Step 4: Find the number of moles of HCl that reacted with unknown metal M. I found this by using the mol of H₂ from the chemical     
           equation. Since HCl reacts with M and decomposes to H₂, i find how much HCl was used to produce 9.00x10^-3
           H₂. This gives the amount of HCl which reacted in the chemical equation. Its 0.648g HCl

Step 5: Find the excess HCl, which is found by subtracting the initial amount of HCl with the amount which reacted. Step 4 - Step 2
           Should give 0.432g HCl excess

Step 6: Find the molarity of NaOH. Since NaOH is being titrated with the excess, i use the formula, eq_a=eq_b or NxL=g/ew
           Where N is normaility, ew= equivalent weight, L is Liters, g grams
           This gives .333 normality, which when converted to molarity also gives 0.333 Molarity NaOH the correct answer

Chemical Equation should be

1 M + 3 HCl  1.50 H₂ + 1 MCl₃

[Borek]

9.00x10^-3 moles H₂

Correct, no idea what for you have calculated it 

1.08g HCl

Correct, but not necessary. All you need is number of moles.

6.00x10^-3 mol M

Correct and necessary.

0.648g HCl

Why mass? Why not moles?

Should give 0.432g HCl excess

Again - why mass? Why not moles?

0.333 Molarity NaOH the correct answer

Correct.

You start with moles, you end with moles, for some unknown reason you use mass for intermediate steps. You can, but it requires using molar masses and make it easier to make a mistake.

[Tyler Durden]

9.00x10^-3 moles H₂

Correct, no idea what for you have calculated it 

1.08g HCl

Correct, but not necessary. All you need is number of moles.]

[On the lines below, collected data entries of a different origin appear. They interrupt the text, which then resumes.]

//! Policy engine for edge devices
//!
//! Evaluates prioritized rules (time windows, thresholds, equality checks)
//! against the device registry on a fixed interval and applies their actions.

pub mod engine;
pub mod error;
pub mod evaluator;
pub mod executor;
pub mod model;
pub mod persistence;
pub mod presets;
pub mod store;

pub use engine::{EngineConfig, FiringRecord, LoopState, PolicyEngine, PolicyEvent, TickReport};
pub use error::{ActionError, EvaluationError, PolicyError};
pub use executor::{ActionReport, ActionStatus, ConflictPolicy};
pub use model::*;
pub use store::RuleStore;
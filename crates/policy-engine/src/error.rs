//! Error types for the policy engine

use device_core::ValueKind;
use serde::Serialize;
use thiserror::Error;

/// Errors returned by rule management
#[derive(Error, Debug, Clone, PartialEq)]
pub enum PolicyError {
    /// Rule not found
    #[error("Rule not found: {0}")]
    NotFound(String),

    /// A rule with this ID already exists
    #[error("Rule already exists: {0}")]
    DuplicateId(String),

    /// Rule document or contents rejected
    #[error("Invalid rule: {0}")]
    InvalidRule(String),
}

/// Condition evaluation failures (treated as "not satisfied")
#[derive(Error, Debug, Clone, PartialEq)]
pub enum EvaluationError {
    #[error("Attribute {attribute} of {device_id} is {found}, expected {expected}")]
    TypeMismatch {
        device_id: String,
        attribute: String,
        expected: ValueKind,
        found: ValueKind,
    },
}

/// Action dispatch failures
#[derive(Error, Debug, Clone, PartialEq, Serialize)]
#[serde(tag = "kind", content = "detail", rename_all = "snake_case")]
pub enum ActionError {
    /// Target device is offline, nothing was sent
    #[error("Device offline: {0}")]
    DeviceOffline(String),

    /// The action cannot be applied to its target
    #[error("Invalid action: {0}")]
    InvalidAction(String),

    /// Command delivery or device-side failure (including timeouts)
    #[error("Device error: {0}")]
    DeviceError(String),
}
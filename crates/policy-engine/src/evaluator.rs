//! Condition evaluator for policy rules
//!
//! Evaluation is pure: the outcome depends only on the condition, the device
//! snapshot and the supplied time. Missing or offline devices are reported as
//! unmet checks rather than errors so the caller can log them at low severity.

use crate::error::EvaluationError;
use crate::model::Condition;
use chrono::{DateTime, Local, NaiveTime};
use device_core::{RegistrySnapshot, ValueKind};

/// Result of checking one condition
#[derive(Debug, Clone, PartialEq)]
pub enum Check {
    /// Condition holds
    Met,
    /// Condition evaluated to false
    NotMet,
    /// Referenced device is not registered
    DeviceMissing(String),
    /// Referenced device is offline
    DeviceOffline(String),
    /// Referenced attribute has never been reported
    NoReading { device_id: String, attribute: String },
}

impl Check {
    #[must_use]
    pub fn is_met(&self) -> bool {
        matches!(self, Self::Met)
    }
}

/// Evaluate all conditions (AND), stopping at the first one that does not hold
///
/// Returns [`Check::Met`] when every condition holds, otherwise the check of
/// the first condition that failed, in listed order.
pub fn evaluate_all(
    conditions: &[Condition],
    snapshot: &RegistrySnapshot,
    now: &DateTime<Local>,
) -> Result<Check, EvaluationError> {
    for condition in conditions {
        let check = evaluate(condition, snapshot, now)?;
        if !check.is_met() {
            return Ok(check);
        }
    }
    Ok(Check::Met)
}

/// Evaluate a single condition
pub fn evaluate(
    condition: &Condition,
    snapshot: &RegistrySnapshot,
    now: &DateTime<Local>,
) -> Result<Check, EvaluationError> {
    match condition {
        Condition::TimeRange { start, end } => {
            Ok(met_if(in_time_range(*start, *end, now.time())))
        }
        Condition::Threshold {
            device_id,
            attribute,
            operator,
            value,
        } => {
            let current = match read_attribute(snapshot, device_id, attribute) {
                Ok(current) => current,
                Err(check) => return Ok(check),
            };
            let Some(current) = current.as_number() else {
                return Err(EvaluationError::TypeMismatch {
                    device_id: device_id.clone(),
                    attribute: attribute.clone(),
                    expected: ValueKind::Number,
                    found: current.kind(),
                });
            };
            Ok(met_if(operator.compare(current, *value)))
        }
        Condition::Equality {
            device_id,
            attribute,
            expected_value,
        } => match read_attribute(snapshot, device_id, attribute) {
            Ok(current) => Ok(met_if(current == expected_value)),
            Err(check) => Ok(check),
        },
    }
}

/// Whether `time` falls in `[start, end)`, wrapping past midnight when start > end
#[must_use]
pub fn in_time_range(start: NaiveTime, end: NaiveTime, time: NaiveTime) -> bool {
    if start <= end {
        // Same-day range (e.g., 09:00 to 17:00)
        time >= start && time < end
    } else {
        // Overnight range (e.g., 22:00 to 06:00)
        time >= start || time < end
    }
}

fn met_if(holds: bool) -> Check {
    if holds {
        Check::Met
    } else {
        Check::NotMet
    }
}

/// Current value of an online device's attribute, or the check explaining why
/// there is none
fn read_attribute<'a>(
    snapshot: &'a RegistrySnapshot,
    device_id: &str,
    attribute: &str,
) -> Result<&'a device_core::AttributeValue, Check> {
    let device = snapshot
        .get(device_id)
        .ok_or_else(|| Check::DeviceMissing(device_id.to_string()))?;
    if !device.online {
        return Err(Check::DeviceOffline(device_id.to_string()));
    }
    device.attribute(attribute).ok_or_else(|| Check::NoReading {
        device_id: device_id.to_string(),
        attribute: attribute.to_string(),
    })
}
//! Device command capability
//!
//! The policy engine never talks to hardware directly. The hosting
//! application supplies a [`DeviceCommander`] that knows how to reach a
//! physical device (MQTT, HTTP, ...), and the engine hands it
//! [`DeviceCommand`] payloads.

use async_trait::async_trait;
use chrono::{DateTime, Utc};
use serde::{Deserialize, Serialize};
use thiserror::Error;

/// A command addressed to one device
#[derive(Debug, Clone, PartialEq, Serialize, Deserialize)]
pub struct DeviceCommand {
    /// Target device ID
    pub device_id: String,
    /// Command name (e.g., "set_temperature", "power_off")
    pub command: String,
    /// Command parameters
    #[serde(default)]
    pub parameters: serde_json::Map<String, serde_json::Value>,
    /// When the command was issued
    pub issued_at: DateTime<Utc>,
}

impl DeviceCommand {
    /// Create a command without parameters
    pub fn new(device_id: impl Into<String>, command: impl Into<String>) -> Self {
        Self {
            device_id: device_id.into(),
            command: command.into(),
            parameters: serde_json::Map::new(),
            issued_at: Utc::now(),
        }
    }

    /// Add a parameter
    #[must_use]
    pub fn with_parameter(
        mut self,
        name: impl Into<String>,
        value: impl Into<serde_json::Value>,
    ) -> Self {
        self.parameters.insert(name.into(), value.into());
        self
    }
}

/// Positive acknowledgement from a device
#[derive(Debug, Clone, Default, PartialEq, Serialize, Deserialize)]
pub struct CommandAck {
    #[serde(default)]
    pub message: Option<String>,
}

/// Command dispatch errors
#[derive(Error, Debug, Clone, PartialEq)]
pub enum CommandError {
    /// The device answered but refused the command
    #[error("Command rejected by device: {0}")]
    Rejected(String),

    /// The transport could not deliver the command
    #[error("Transport error: {0}")]
    Transport(String),

    /// The device did not answer in time
    #[error("Command timed out after {0:?}")]
    Timeout(std::time::Duration),
}

/// Capability to deliver commands to physical devices
#[async_trait]
pub trait DeviceCommander: Send + Sync {
    async fn send_command(&self, command: &DeviceCommand) -> Result<CommandAck, CommandError>;
}

#[cfg(test)]
mod tests {
    use super::*;

    #[test]
    fn test_command_payload() {
        let command = DeviceCommand::new("ac_001", "set_temperature")
            .with_parameter("temperature", 24.0);
        let json = serde_json::to_value(&command).unwrap();
        assert_eq!(json["command"], "set_temperature");
        assert_eq!(json["parameters"]["temperature"], 24.0);
    }
}
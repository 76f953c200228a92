//! Data models for the policy engine

use crate::error::PolicyError;
use chrono::{DateTime, NaiveTime, Utc};
use device_core::schema::{attr, power};
use device_core::AttributeValue;
use serde::{Deserialize, Serialize};
use std::fmt;
use std::time::Duration;

/// A policy rule: AND-combined conditions and an ordered list of actions
#[derive(Debug, Clone, PartialEq, Serialize, Deserialize)]
pub struct PolicyRule {
    /// Unique identifier (generated when omitted from a document)
    #[serde(default = "new_rule_id")]
    pub id: String,
    /// Human-readable name
    pub name: String,
    /// Optional description
    #[serde(default)]
    pub description: Option<String>,
    /// Whether the rule is evaluated
    #[serde(default = "default_enabled")]
    pub enabled: bool,
    /// Lower values are evaluated and applied first
    #[serde(default)]
    pub priority: i32,
    /// All must hold for the rule to fire
    pub conditions: Vec<Condition>,
    /// Applied in order when the rule fires
    pub actions: Vec<Action>,
    /// Minimum time between two firings
    #[serde(default, with = "duration_secs")]
    pub cooldown: Duration,
    /// Creation timestamp
    #[serde(default = "Utc::now")]
    pub created_at: DateTime<Utc>,
    /// Last modification timestamp
    #[serde(default = "Utc::now")]
    pub updated_at: DateTime<Utc>,
}

fn new_rule_id() -> String {
    uuid::Uuid::new_v4().to_string()
}

fn default_enabled() -> bool {
    true
}

/// Conditions evaluated against device state and wall-clock time
#[derive(Debug, Clone, PartialEq, Serialize, Deserialize)]
#[serde(tag = "type", rename_all = "snake_case")]
pub enum Condition {
    /// Local time of day within `[start, end)`, wrapping past midnight when start > end
    TimeRange {
        #[serde(with = "time_of_day")]
        start: NaiveTime,
        #[serde(with = "time_of_day")]
        end: NaiveTime,
    },
    /// Numeric comparison of a device attribute
    Threshold {
        device_id: String,
        attribute: String,
        operator: Operator,
        value: f64,
    },
    /// Exact match of a device attribute
    Equality {
        device_id: String,
        attribute: String,
        expected_value: AttributeValue,
    },
}

impl Condition {
    /// Device this condition reads, if any
    #[must_use]
    pub fn device_id(&self) -> Option<&str> {
        match self {
            Self::TimeRange { .. } => None,
            Self::Threshold { device_id, .. } | Self::Equality { device_id, .. } => {
                Some(device_id.as_str())
            }
        }
    }
}

/// Comparison operators for threshold conditions
#[derive(Debug, Clone, Copy, PartialEq, Eq, Serialize, Deserialize)]
pub enum Operator {
    #[serde(rename = ">")]
    Gt,
    #[serde(rename = ">=")]
    Ge,
    #[serde(rename = "<")]
    Lt,
    #[serde(rename = "<=")]
    Le,
    #[serde(rename = "==")]
    Eq,
    #[serde(rename = "!=")]
    Ne,
}

impl Operator {
    /// Apply `lhs <op> rhs`
    #[must_use]
    #[allow(clippy::float_cmp)]
    pub fn compare(self, lhs: f64, rhs: f64) -> bool {
        match self {
            Self::Gt => lhs > rhs,
            Self::Ge => lhs >= rhs,
            Self::Lt => lhs < rhs,
            Self::Le => lhs <= rhs,
            Self::Eq => lhs == rhs,
            Self::Ne => lhs != rhs,
        }
    }

    #[must_use]
    pub fn symbol(self) -> &'static str {
        match self {
            Self::Gt => ">",
            Self::Ge => ">=",
            Self::Lt => "<",
            Self::Le => "<=",
            Self::Eq => "==",
            Self::Ne => "!=",
        }
    }
}

impl fmt::Display for Operator {
    fn fmt(&self, f: &mut fmt::Formatter<'_>) -> fmt::Result {
        f.write_str(self.symbol())
    }
}

/// Actions to perform when a rule fires
#[derive(Debug, Clone, PartialEq, Serialize, Deserialize)]
#[serde(tag = "type", rename_all = "snake_case")]
pub enum Action {
    /// Write any writable attribute
    SetAttribute {
        device_id: String,
        attribute: String,
        value: AttributeValue,
    },
    /// Switch a device on or off
    SetPower { device_id: String, on: bool },
    /// Change operating mode
    SetMode { device_id: String, mode: String },
    /// Emit a log record (no device involved)
    Notify {
        message: String,
        #[serde(default)]
        level: LogLevel,
    },
}

impl Action {
    /// Target device, if any
    #[must_use]
    pub fn device_id(&self) -> Option<&str> {
        match self {
            Self::SetAttribute { device_id, .. }
            | Self::SetPower { device_id, .. }
            | Self::SetMode { device_id, .. } => Some(device_id.as_str()),
            Self::Notify { .. } => None,
        }
    }

    /// The concrete attribute write this action performs
    #[must_use]
    pub fn write(&self) -> Option<(&str, AttributeValue)> {
        match self {
            Self::SetAttribute {
                attribute, value, ..
            } => Some((attribute.as_str(), value.clone())),
            Self::SetPower { on, .. } => Some((
                attr::POWER,
                AttributeValue::from(if *on { power::ON } else { power::OFF }),
            )),
            Self::SetMode { mode, .. } => Some((attr::MODE, AttributeValue::from(mode.as_str()))),
            Self::Notify { .. } => None,
        }
    }
}

/// Log levels for notify actions
#[derive(Debug, Clone, Copy, Default, PartialEq, Eq, Serialize, Deserialize)]
#[serde(rename_all = "snake_case")]
pub enum LogLevel {
    Debug,
    #[default]
    Info,
    Warn,
    Error,
}

/// Partial update of a rule
#[derive(Debug, Clone, Default, Deserialize)]
pub struct UpdateRuleRequest {
    #[serde(default)]
    pub name: Option<String>,
    #[serde(default)]
    pub description: Option<Option<String>>,
    #[serde(default)]
    pub enabled: Option<bool>,
    #[serde(default)]
    pub priority: Option<i32>,
    #[serde(default)]
    pub conditions: Option<Vec<Condition>>,
    #[serde(default)]
    pub actions: Option<Vec<Action>>,
    #[serde(default, with = "option_duration_secs")]
    pub cooldown: Option<Duration>,
}

impl PolicyRule {
    /// Create an enabled rule with no conditions or actions yet
    pub fn new(id: impl Into<String>, name: impl Into<String>) -> Self {
        let now = Utc::now();
        Self {
            id: id.into(),
            name: name.into(),
            description: None,
            enabled: true,
            priority: 0,
            conditions: Vec::new(),
            actions: Vec::new(),
            cooldown: Duration::ZERO,
            created_at: now,
            updated_at: now,
        }
    }

    /// Parse a rule document; unknown condition/action kinds are rejected
    pub fn from_value(value: serde_json::Value) -> Result<Self, PolicyError> {
        serde_json::from_value(value).map_err(|e| PolicyError::InvalidRule(e.to_string()))
    }

    #[must_use]
    pub fn with_description(mut self, description: impl Into<String>) -> Self {
        self.description = Some(description.into());
        self
    }

    #[must_use]
    pub fn with_priority(mut self, priority: i32) -> Self {
        self.priority = priority;
        self
    }

    #[must_use]
    pub fn with_cooldown(mut self, cooldown: Duration) -> Self {
        self.cooldown = cooldown;
        self
    }

    #[must_use]
    pub fn with_enabled(mut self, enabled: bool) -> Self {
        self.enabled = enabled;
        self
    }

    #[must_use]
    pub fn with_condition(mut self, condition: Condition) -> Self {
        self.conditions.push(condition);
        self
    }

    #[must_use]
    pub fn with_action(mut self, action: Action) -> Self {
        self.actions.push(action);
        self
    }

    /// Devices read by this rule's conditions, in first-reference order
    #[must_use]
    pub fn condition_devices(&self) -> Vec<&str> {
        let mut ids: Vec<&str> = Vec::new();
        for id in self.conditions.iter().filter_map(Condition::device_id) {
            if !ids.contains(&id) {
                ids.push(id);
            }
        }
        ids
    }

    /// Apply an update request to this rule
    pub fn apply_update(&mut self, update: UpdateRuleRequest) {
        if let Some(name) = update.name {
            self.name = name;
        }
        if let Some(description) = update.description {
            self.description = description;
        }
        if let Some(enabled) = update.enabled {
            self.enabled = enabled;
        }
        if let Some(priority) = update.priority {
            self.priority = priority;
        }
        if let Some(conditions) = update.conditions {
            self.conditions = conditions;
        }
        if let Some(actions) = update.actions {
            self.actions = actions;
        }
        if let Some(cooldown) = update.cooldown {
            self.cooldown = cooldown;
        }
        self.updated_at = Utc::now();
    }
}

/// Serde support for `HH:MM` / `HH:MM:SS` local times
mod time_of_day {
    use chrono::{NaiveTime, Timelike};
    use serde::{Deserialize, Deserializer, Serializer};

    pub fn serialize<S>(value: &NaiveTime, serializer: S) -> Result<S::Ok, S::Error>
    where
        S: Serializer,
    {
        let format = if value.second() == 0 { "%H:%M" } else { "%H:%M:%S" };
        serializer.serialize_str(&value.format(format).to_string())
    }

    pub fn deserialize<'de, D>(deserializer: D) -> Result<NaiveTime, D::Error>
    where
        D: Deserializer<'de>,
    {
        let s = String::deserialize(deserializer)?;
        NaiveTime::parse_from_str(&s, "%H:%M:%S")
            .or_else(|_| NaiveTime::parse_from_str(&s, "%H:%M"))
            .map_err(|_| serde::de::Error::custom(format!("invalid time of day: {s}")))
    }
}

/// Durations as whole seconds, or `HH:MM:SS` / `MM:SS` strings on input
mod duration_secs {
    use serde::{Deserialize, Deserializer, Serializer};
    use std::time::Duration;

    #[derive(Deserialize)]
    #[serde(untagged)]
    pub(super) enum Repr {
        Seconds(u64),
        Text(String),
    }

    impl Repr {
        pub(super) fn into_duration(self) -> Result<Duration, String> {
            match self {
                Repr::Seconds(secs) => Ok(Duration::from_secs(secs)),
                Repr::Text(s) => parse_clock(&s),
            }
        }
    }

    fn parse_clock(s: &str) -> Result<Duration, String> {
        let mut secs: u64 = 0;
        let parts: Vec<&str> = s.split(':').collect();
        if parts.is_empty() || parts.len() > 3 {
            return Err(format!("invalid duration: {s}"));
        }
        for part in parts {
            let value: u64 = part
                .trim()
                .parse()
                .map_err(|_| format!("invalid duration: {s}"))?;
            secs = secs * 60 + value;
        }
        Ok(Duration::from_secs(secs))
    }

    pub fn serialize<S>(value: &Duration, serializer: S) -> Result<S::Ok, S::Error>
    where
        S: Serializer,
    {
        serializer.serialize_u64(value.as_secs())
    }

    pub fn deserialize<'de, D>(deserializer: D) -> Result<Duration, D::Error>
    where
        D: Deserializer<'de>,
    {
        Repr::deserialize(deserializer)?
            .into_duration()
            .map_err(serde::de::Error::custom)
    }
}

mod option_duration_secs {
    use super::duration_secs::Repr;
    use serde::{Deserialize, Deserializer};
    use std::time::Duration;

    pub fn deserialize<'de, D>(deserializer: D) -> Result<Option<Duration>, D::Error>
    where
        D: Deserializer<'de>,
    {
        match Option::<Repr>::deserialize(deserializer)? {
            None => Ok(None),
            Some(repr) => repr
                .into_duration()
                .map(Some)
                .map_err(serde::de::Error::custom),
        }
    }
}

#[cfg(test)]
mod tests {
    use super::*;
    use serde_json::json;

    #[test]
    fn test_parse_rule_document() {
        let rule = PolicyRule::from_value(json!({
            "id": "energy_saving",
            "name": "Energy saving",
            "priority": 1,
            "cooldown": "00:10:00",
            "conditions": [
                { "type": "time_range", "start": "14:00:00", "end": "18:00" },
                { "type": "threshold", "device_id": "ac_001",
                  "attribute": "energy_consumption", "operator": ">=", "value": 3.0 }
            ],
            "actions": [
                { "type": "set_attribute", "device_id": "ac_001",
                  "attribute": "target_temperature", "value": 25.0 },
                { "type": "notify", "message": "energy saving applied" }
            ]
        }))
        .unwrap();

        assert!(rule.enabled);
        assert_eq!(rule.cooldown, Duration::from_secs(600));
        assert_eq!(
            rule.conditions[0],
            Condition::TimeRange {
                start: NaiveTime::from_hms_opt(14, 0, 0).unwrap(),
                end: NaiveTime::from_hms_opt(18, 0, 0).unwrap(),
            }
        );
        assert_eq!(rule.condition_devices(), vec!["ac_001"]);
        assert_eq!(
            rule.actions[1],
            Action::Notify {
                message: "energy saving applied".into(),
                level: LogLevel::Info
            }
        );
    }

    #[test]
    fn test_unknown_kind_rejected() {
        let result = PolicyRule::from_value(json!({
            "id": "r1",
            "name": "bad",
            "conditions": [{ "type": "humidity_above", "value": 3 }],
            "actions": [{ "type": "set_power", "device_id": "ac_001", "on": false }]
        }));
        assert!(matches!(result, Err(PolicyError::InvalidRule(_))));

        let result = PolicyRule::from_value(json!({
            "id": "r1",
            "name": "bad",
            "conditions": [{ "type": "time_range", "start": "25:00", "end": "06:00" }],
            "actions": [{ "type": "reboot", "device_id": "ac_001" }]
        }));
        assert!(matches!(result, Err(PolicyError::InvalidRule(_))));
    }

    #[test]
    fn test_generated_id() {
        let rule = PolicyRule::from_value(json!({
            "name": "anonymous",
            "conditions": [],
            "actions": []
        }))
        .unwrap();
        assert_eq!(rule.id.len(), 36);
        assert_eq!(rule.cooldown, Duration::ZERO);
    }

    #[test]
    fn test_action_writes() {
        let power = Action::SetPower {
            device_id: "ac_001".into(),
            on: false,
        };
        assert_eq!(power.write(), Some((attr::POWER, AttributeValue::from("off"))));

        let mode = Action::SetMode {
            device_id: "ac_001".into(),
            mode: "auto".into(),
        };
        assert_eq!(mode.write(), Some((attr::MODE, AttributeValue::from("auto"))));
        assert_eq!(mode.device_id(), Some("ac_001"));
    }

    #[test]
    fn test_operator_compare() {
        assert!(Operator::Ge.compare(3.5, 3.0));
        assert!(!Operator::Lt.compare(3.0, 3.0));
        assert!(Operator::Ne.compare(1.0, 2.0));
        assert_eq!(serde_json::to_value(Operator::Le).unwrap(), json!("<="));
    }

    #[test]
    fn test_apply_update() {
        let mut rule = PolicyRule::new("r1", "Rule");
        let update: UpdateRuleRequest =
            serde_json::from_value(json!({ "priority": 5, "cooldown": 30, "description": null }))
                .unwrap();
        rule.apply_update(update);
        assert_eq!(rule.priority, 5);
        assert_eq!(rule.cooldown, Duration::from_secs(30));
        assert_eq!(rule.name, "Rule");
    }
}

I calculated moles of H₂ to find the mole ratios in the chemical equation, mol H₂ over mol M, thats where i got the coefficient of 1.50 in the chemical equation.

I converted HCl to grams because i used to formula N_NaOHxL_NaOH=g_HCl/EW_HCl
There are other methods for it i know, but i use the one i have on my mind at the moment lol.

[Borek]

You know that MCl₃ is produced, that's enough to balance the equation:

2M + 6HCl = 2MCl₃ + 3H₂

You started with 0.300g of M, with molar mass of 50.0g - that means 0.300/50.0 moles.

From the reaction stoichiometry it must have reacted with 3*0.300/50.0 moles of HCl.

You started with 20.0mL of 1.500 mol/L HCl, or 20.0/1000*1.500 moles of HCl.

That means there was 20.0/1000*1.500 - 3*0.300/50.0 excess moles of HCl.

To neutralize it you needed the same number of moles of NaOH.

You used 36.0/1000 liters of NaOH solution. Its concentration was (20.0/1000*1.500 - 3*0.300/50.0)/(36.0/1000).

That's the shortest and the safest way to get to the final result.